Tasks and Expressions
For an overview of Tasks, please refer to the corresponding chapter in the Blocks manual. This article contains more in-depth information on the expressions that can be used in tasks.
Many commands require additional values, called parameters. Such values are typed into fields in the statements. An example of such a value is the duration of a wait, which is entered as a number, specified in seconds.
In many cases, you'll just type a number into such a parameter field, such as the number 1 in the illustration above. However, all such parameter fields can accept an expression, which is a formula that can be calculated, or evaluated, to a value of the desired type. For instance, you can type the following into the wait parameter field:
1 + 1.3
This simple formula evaluates to 2.3 seconds, which is then used by the wait statement. Of course, a simple formula such as 1 + 1.3 has no advantage over simply typing 2.3 into the field directly. Since all parts that make up that expression are literal numbers, the result of the expression will always be the same (it's a constant expression). The true power of expressions can only be unlocked with the help of variables.
In addition to the parameters used in statements, expressions are also used in the Trigger Condition field found at the top of each Task.
This expression can be used to further qualify under what conditions the task should run. Thus, in order for a task to start, the following must be true:
- It's Trigger must fire (such as "Property Change", "Time of Day" or "Server Startup").
- Any Trigger Condition must evaluate to true.
While the Trigger is the mere occurrence of the specified event (such as the time being 8:00 in the morning), the Trigger Condition can apply arbitrarily complex conditions on top of this event in order to decide whether to actually start the task. For instance, in the case of a time-of-day trigger, you can specify that it should only start the task if it's Saturday and a certain Block is playing on a particular Spot.
A Trigger Condition often uses the predefined variable named trigger, as in the example shown above. This variable is further described below under "Predefined Variables". You can, however, use any system property in the condition.
Here we'll only provide a brief overview of the syntax, enough to get you started with programming of Tasks in Blocks.
Data Types and Literals
Another important data type is a string of characters, often called just a string. This data type is used to handle textual values, such as the name of a cue in WATCHOUT, as shown in the illustration.
Note that the types of parameters are shown in the bottom right corner, here as name (String) followed by a brief description of the parameter. To specify a literal string, enclose it in quotes, as shown above. Blocks will put the quotes there for you automatically for mandatory parameters, to remind you. But in some cases (such as the timeline parameter, which is optional), you need to remember to do so yourself. Looking at the type of parameter expected will guide you.
Yet another type often encountered is boolean. A boolean value represents something that is either false or true, so it has only two possible outcomes. An example is the reverseOnly parameter shown in the illustration above.
So, to summarize, these are the data types you may encounter when working with Tasks:
- Number, such as 3.14 or -88656. Note that you must use a decimal point to separate any fractional part, not a comma.
- String, such as "Start" or 'HDMI'. You can use either double-quotes or single quotes around a string literal.
- Boolean, such as false and true.
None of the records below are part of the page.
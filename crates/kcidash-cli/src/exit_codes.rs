//! Process exit codes. Scripts branch on these, keep them stable.

pub const EXIT_SUCCESS: i32 = 0;
pub const EMPTY_RESULT: i32 = 1; // Lookup succeeded but matched nothing
pub const INVALID_INPUT: i32 = 2; // Bad request body, parameter or config
pub const INTERNAL_ERROR: i32 = 3; // Store or serialization failure
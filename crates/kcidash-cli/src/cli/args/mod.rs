use clap::{Args, Parser, Subcommand};
use std::path::PathBuf;

#[derive(Parser)]
#[command(
    name = "kcidash",
    version,
    about = "KernelCI dashboard aggregation: hardware details and issue tests from a local store"
)]
pub struct Cli {
    #[command(flatten)]
    pub global: GlobalArgs,

    /// Emit logs as JSON lines on stderr
    #[arg(long, global = true)]
    pub log_json: bool,

    #[command(subcommand)]
    pub cmd: Command,
}

#[derive(Args, Debug, Clone, Default)]
pub struct GlobalArgs {
    /// YAML config file; KCIDASH_* variables and flags override it
    #[arg(long, global = true, env = "KCIDASH_CONFIG")]
    pub config: Option<PathBuf>,

    /// SQLite database path
    #[arg(long, global = true)]
    pub db: Option<PathBuf>,
}

#[derive(Subcommand)]
pub enum Command {
    /// Create the store tables
    InitDb,
    /// Load checkouts, builds, tests, issues and incidents from a JSON file
    Import(ImportArgs),
    /// Aggregate hardware details for a time window
    Hardware(HardwareArgs),
    /// List the tests linked to an issue version
    IssueTests(IssueTestsArgs),
    Version,
}

#[derive(Parser, Debug, Clone)]
pub struct ImportArgs {
    pub file: PathBuf,
}

#[derive(Parser, Debug, Clone)]
pub struct HardwareArgs {
    /// Hardware identifier as listed in environment_compatible
    pub hardware_id: String,

    /// Raw request body; overrides the window flags
    #[arg(long, conflicts_with_all = ["start", "end", "origin", "select"])]
    pub body: Option<String>,

    /// Window start, seconds since the epoch
    #[arg(long, required_unless_present = "body")]
    pub start: Option<String>,

    /// Window end, seconds since the epoch
    #[arg(long, required_unless_present = "body")]
    pub end: Option<String>,

    #[arg(long)]
    pub origin: Option<String>,

    /// Tree index to keep; repeat to keep several
    #[arg(long = "select", value_name = "INDEX")]
    pub select: Vec<String>,

    #[arg(long)]
    pub pretty: bool,
}

#[derive(Parser, Debug, Clone)]
pub struct IssueTestsArgs {
    pub issue_id: String,

    /// Issue version; the latest one when omitted
    #[arg(long)]
    pub version: Option<String>,

    #[arg(long)]
    pub pretty: bool,
}
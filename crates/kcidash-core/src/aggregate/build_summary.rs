use serde::{Deserialize, Serialize};
use std::collections::{BTreeMap, BTreeSet};

use crate::normalize::BuildItem;

/// Builds counted by validity; `null` counts builds with no verdict.
#[derive(Debug, Clone, Copy, Default, PartialEq, Eq, Serialize, Deserialize)]
pub struct BuildStatusCount {
    pub valid: u64,
    pub invalid: u64,
    pub null: u64,
}

impl BuildStatusCount {
    fn add(&mut self, valid: Option<bool>) {
        match valid {
            Some(true) => self.valid += 1,
            Some(false) => self.invalid += 1,
            None => self.null += 1,
        }
    }
}

#[derive(Debug, Clone, Default, PartialEq, Eq, Serialize, Deserialize)]
pub struct ArchBuildSummary {
    #[serde(flatten)]
    pub counts: BuildStatusCount,
    pub compilers: Vec<String>,
}

#[derive(Debug, Clone, Default, PartialEq, Eq, Serialize, Deserialize)]
pub struct BuildSummaryTotals {
    pub builds: BuildStatusCount,
    pub configs: BTreeMap<String, BuildStatusCount>,
    pub architectures: BTreeMap<String, ArchBuildSummary>,
}

/// Turns the deduplicated build list into the `builds.summary` block.
pub trait BuildSummarizer: Send + Sync {
    fn summarize(&self, builds: &[BuildItem]) -> BuildSummaryTotals;
}

/// Counts validity overall, per config name and per architecture. Builds
/// without a config name or architecture only count towards the overall
/// totals.
#[derive(Debug, Clone, Copy, Default)]
pub struct ValidityBuildSummarizer;

impl BuildSummarizer for ValidityBuildSummarizer {
    fn summarize(&self, builds: &[BuildItem]) -> BuildSummaryTotals {
        let mut totals = BuildSummaryTotals::default();
        let mut compilers: BTreeMap<String, BTreeSet<String>> = BTreeMap::new();

        for build in builds {
            totals.builds.add(build.valid);

            if let Some(config) = &build.config_name {
                totals
                    .configs
                    .entry(config.clone())
                    .or_default()
                    .add(build.valid);
            }

            if let Some(arch) = &build.architecture {
                totals
                    .architectures
                    .entry(arch.clone())
                    .or_default()
                    .counts
                    .add(build.valid);
                let seen = compilers.entry(arch.clone()).or_default();
                if let Some(compiler) = &build.compiler {
                    seen.insert(compiler.clone());
                }
            }
        }

        for (arch, seen) in compilers {
            if let Some(summary) = totals.architectures.get_mut(&arch) {
                summary.compilers = seen.into_iter().collect();
            }
        }
        totals
    }
}
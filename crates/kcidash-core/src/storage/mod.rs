pub(crate) mod queries;
pub mod rows;
pub mod schema;
pub mod store;

pub use rows::{
    BuildRecord, CheckoutRecord, Fixture, ImportStats, IncidentRecord, IssueRecord, TestRecord,
};
pub use store::Store;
These words must not be surrounded by quotes (or they would be considered Strings, which isn't the same thing).
The examples given above all use literals. A literal represents only its own, constant value. A formula involving only literal values isn't particularly useful, except as an example, since it will always evaluate to the same result. Thus, to create more dynamic behaviors, you often mix literal and variable values, as discussed below.
- true (literally true)
- -5 (non-zero number)
- 3+9.5 (non-zero number)
- "Arne" (non-empty string)
Examples of falsey expressions include:
- false (literary false)
- 0 (zero)
- 3+2-5 (zero)
- "" (empty string)
While this behavior may be used as a convenient shortcut, it's often better to write an explicitly boolean expression, as it more clearly expresses your intention.
Task statements may need multiple parameters. The gotoControlCue statement accepts up to three parameters:
- The name of the cue to go to (String).
- Whether to search forward and then backwards, or backwards in time only (Boolean).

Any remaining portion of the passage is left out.